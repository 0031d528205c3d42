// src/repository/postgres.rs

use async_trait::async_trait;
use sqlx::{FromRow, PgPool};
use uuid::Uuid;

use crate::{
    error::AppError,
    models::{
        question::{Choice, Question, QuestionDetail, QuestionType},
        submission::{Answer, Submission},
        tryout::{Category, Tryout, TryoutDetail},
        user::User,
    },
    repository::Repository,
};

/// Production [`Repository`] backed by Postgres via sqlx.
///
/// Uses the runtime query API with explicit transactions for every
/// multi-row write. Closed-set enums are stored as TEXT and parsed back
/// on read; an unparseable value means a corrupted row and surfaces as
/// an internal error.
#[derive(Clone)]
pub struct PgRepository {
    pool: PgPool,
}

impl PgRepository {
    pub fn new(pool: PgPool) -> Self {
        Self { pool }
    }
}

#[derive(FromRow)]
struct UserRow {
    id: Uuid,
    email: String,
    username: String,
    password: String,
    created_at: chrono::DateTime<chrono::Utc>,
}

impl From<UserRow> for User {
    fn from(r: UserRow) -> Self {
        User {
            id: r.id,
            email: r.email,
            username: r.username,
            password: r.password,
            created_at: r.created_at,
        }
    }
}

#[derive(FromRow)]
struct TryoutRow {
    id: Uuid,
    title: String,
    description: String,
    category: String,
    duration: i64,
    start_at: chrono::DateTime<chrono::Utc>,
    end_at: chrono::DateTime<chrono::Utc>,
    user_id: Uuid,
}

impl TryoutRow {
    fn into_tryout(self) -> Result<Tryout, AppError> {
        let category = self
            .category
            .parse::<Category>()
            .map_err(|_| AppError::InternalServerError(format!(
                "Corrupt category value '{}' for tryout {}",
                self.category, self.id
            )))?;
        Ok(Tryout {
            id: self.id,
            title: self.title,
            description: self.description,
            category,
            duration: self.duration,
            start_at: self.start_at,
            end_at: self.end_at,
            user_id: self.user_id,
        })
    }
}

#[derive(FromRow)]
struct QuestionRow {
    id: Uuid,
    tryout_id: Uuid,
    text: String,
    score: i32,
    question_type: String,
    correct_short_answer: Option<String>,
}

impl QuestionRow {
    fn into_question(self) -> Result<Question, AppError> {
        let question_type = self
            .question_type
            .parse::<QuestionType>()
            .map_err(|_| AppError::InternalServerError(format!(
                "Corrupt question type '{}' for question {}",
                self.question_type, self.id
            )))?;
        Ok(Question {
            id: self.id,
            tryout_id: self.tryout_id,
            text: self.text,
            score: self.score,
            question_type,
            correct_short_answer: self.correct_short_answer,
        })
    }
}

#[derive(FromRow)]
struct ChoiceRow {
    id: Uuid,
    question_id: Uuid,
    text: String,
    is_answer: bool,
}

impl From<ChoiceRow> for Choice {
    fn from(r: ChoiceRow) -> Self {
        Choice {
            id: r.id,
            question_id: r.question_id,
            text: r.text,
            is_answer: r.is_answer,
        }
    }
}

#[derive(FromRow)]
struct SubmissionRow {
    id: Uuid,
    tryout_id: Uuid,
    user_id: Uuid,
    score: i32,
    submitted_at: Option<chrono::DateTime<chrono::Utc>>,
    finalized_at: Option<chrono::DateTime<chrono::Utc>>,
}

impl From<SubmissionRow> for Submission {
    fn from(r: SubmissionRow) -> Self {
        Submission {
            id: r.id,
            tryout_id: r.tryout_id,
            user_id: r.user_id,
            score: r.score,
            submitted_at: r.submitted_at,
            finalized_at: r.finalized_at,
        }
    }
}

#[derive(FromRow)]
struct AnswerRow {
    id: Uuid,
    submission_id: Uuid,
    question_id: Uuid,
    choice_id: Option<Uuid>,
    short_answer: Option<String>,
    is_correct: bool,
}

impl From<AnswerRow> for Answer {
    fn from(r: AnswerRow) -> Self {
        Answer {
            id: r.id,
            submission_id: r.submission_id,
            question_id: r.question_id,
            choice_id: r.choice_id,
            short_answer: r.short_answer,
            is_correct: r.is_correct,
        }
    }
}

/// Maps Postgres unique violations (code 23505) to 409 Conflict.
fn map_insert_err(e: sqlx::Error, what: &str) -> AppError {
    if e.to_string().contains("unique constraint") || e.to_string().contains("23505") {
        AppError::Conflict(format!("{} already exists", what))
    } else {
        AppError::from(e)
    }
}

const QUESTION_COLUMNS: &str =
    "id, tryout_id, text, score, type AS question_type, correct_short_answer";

---

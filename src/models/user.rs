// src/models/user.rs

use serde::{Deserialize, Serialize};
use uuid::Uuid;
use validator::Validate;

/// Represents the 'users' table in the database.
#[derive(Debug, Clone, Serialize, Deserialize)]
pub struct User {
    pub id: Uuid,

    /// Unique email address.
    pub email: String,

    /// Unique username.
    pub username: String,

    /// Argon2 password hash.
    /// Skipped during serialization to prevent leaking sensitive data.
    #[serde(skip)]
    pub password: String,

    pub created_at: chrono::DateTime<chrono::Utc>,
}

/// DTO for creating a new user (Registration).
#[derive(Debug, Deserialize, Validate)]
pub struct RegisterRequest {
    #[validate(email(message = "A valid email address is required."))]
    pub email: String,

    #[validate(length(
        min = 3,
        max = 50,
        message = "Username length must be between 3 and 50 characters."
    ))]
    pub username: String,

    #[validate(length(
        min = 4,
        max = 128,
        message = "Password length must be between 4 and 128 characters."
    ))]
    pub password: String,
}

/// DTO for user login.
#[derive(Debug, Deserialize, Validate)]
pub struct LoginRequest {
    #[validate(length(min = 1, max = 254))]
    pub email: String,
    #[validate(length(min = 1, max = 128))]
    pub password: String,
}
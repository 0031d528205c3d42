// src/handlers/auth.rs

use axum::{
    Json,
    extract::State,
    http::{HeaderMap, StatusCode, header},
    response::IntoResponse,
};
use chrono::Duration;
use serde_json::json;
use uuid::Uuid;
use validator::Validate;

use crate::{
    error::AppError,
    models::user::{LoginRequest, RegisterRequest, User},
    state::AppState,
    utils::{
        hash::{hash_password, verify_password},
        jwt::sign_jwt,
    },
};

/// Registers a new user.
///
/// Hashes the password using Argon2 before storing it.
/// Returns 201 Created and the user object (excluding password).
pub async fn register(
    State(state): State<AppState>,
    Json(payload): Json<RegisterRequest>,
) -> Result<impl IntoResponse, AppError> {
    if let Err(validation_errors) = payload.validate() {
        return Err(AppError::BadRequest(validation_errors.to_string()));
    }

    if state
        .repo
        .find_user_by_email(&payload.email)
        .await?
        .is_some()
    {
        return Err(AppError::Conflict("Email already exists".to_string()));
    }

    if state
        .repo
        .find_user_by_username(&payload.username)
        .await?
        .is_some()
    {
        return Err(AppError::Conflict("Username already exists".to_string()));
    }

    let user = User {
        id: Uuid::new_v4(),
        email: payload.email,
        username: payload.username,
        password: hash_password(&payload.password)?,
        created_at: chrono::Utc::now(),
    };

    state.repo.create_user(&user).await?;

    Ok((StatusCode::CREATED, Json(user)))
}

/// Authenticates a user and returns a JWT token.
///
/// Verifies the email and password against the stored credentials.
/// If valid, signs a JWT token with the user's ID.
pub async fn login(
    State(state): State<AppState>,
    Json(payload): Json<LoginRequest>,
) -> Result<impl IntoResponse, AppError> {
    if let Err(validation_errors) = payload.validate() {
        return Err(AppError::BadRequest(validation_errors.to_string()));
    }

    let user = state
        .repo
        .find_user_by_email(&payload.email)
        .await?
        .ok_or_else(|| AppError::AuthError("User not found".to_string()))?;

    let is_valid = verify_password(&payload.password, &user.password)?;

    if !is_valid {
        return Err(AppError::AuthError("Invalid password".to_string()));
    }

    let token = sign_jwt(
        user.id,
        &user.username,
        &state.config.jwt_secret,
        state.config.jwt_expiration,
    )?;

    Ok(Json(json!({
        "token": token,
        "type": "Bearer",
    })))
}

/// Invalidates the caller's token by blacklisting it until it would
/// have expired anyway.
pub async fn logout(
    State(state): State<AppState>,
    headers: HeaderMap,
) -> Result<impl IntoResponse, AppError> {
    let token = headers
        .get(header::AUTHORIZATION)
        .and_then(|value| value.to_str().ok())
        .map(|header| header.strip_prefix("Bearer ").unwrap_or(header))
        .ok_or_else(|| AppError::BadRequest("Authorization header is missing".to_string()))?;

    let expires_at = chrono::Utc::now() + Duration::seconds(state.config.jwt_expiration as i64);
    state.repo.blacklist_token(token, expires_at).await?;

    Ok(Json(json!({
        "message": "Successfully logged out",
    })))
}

— Your assignment —
Scan the data above and report each line in which "config" is present.

— Exercise result —
        &state.config.jwt_secret,
        state.config.jwt_expiration,
    let expires_at = chrono::Utc::now() + Duration::seconds(state.config.jwt_expiration as i64);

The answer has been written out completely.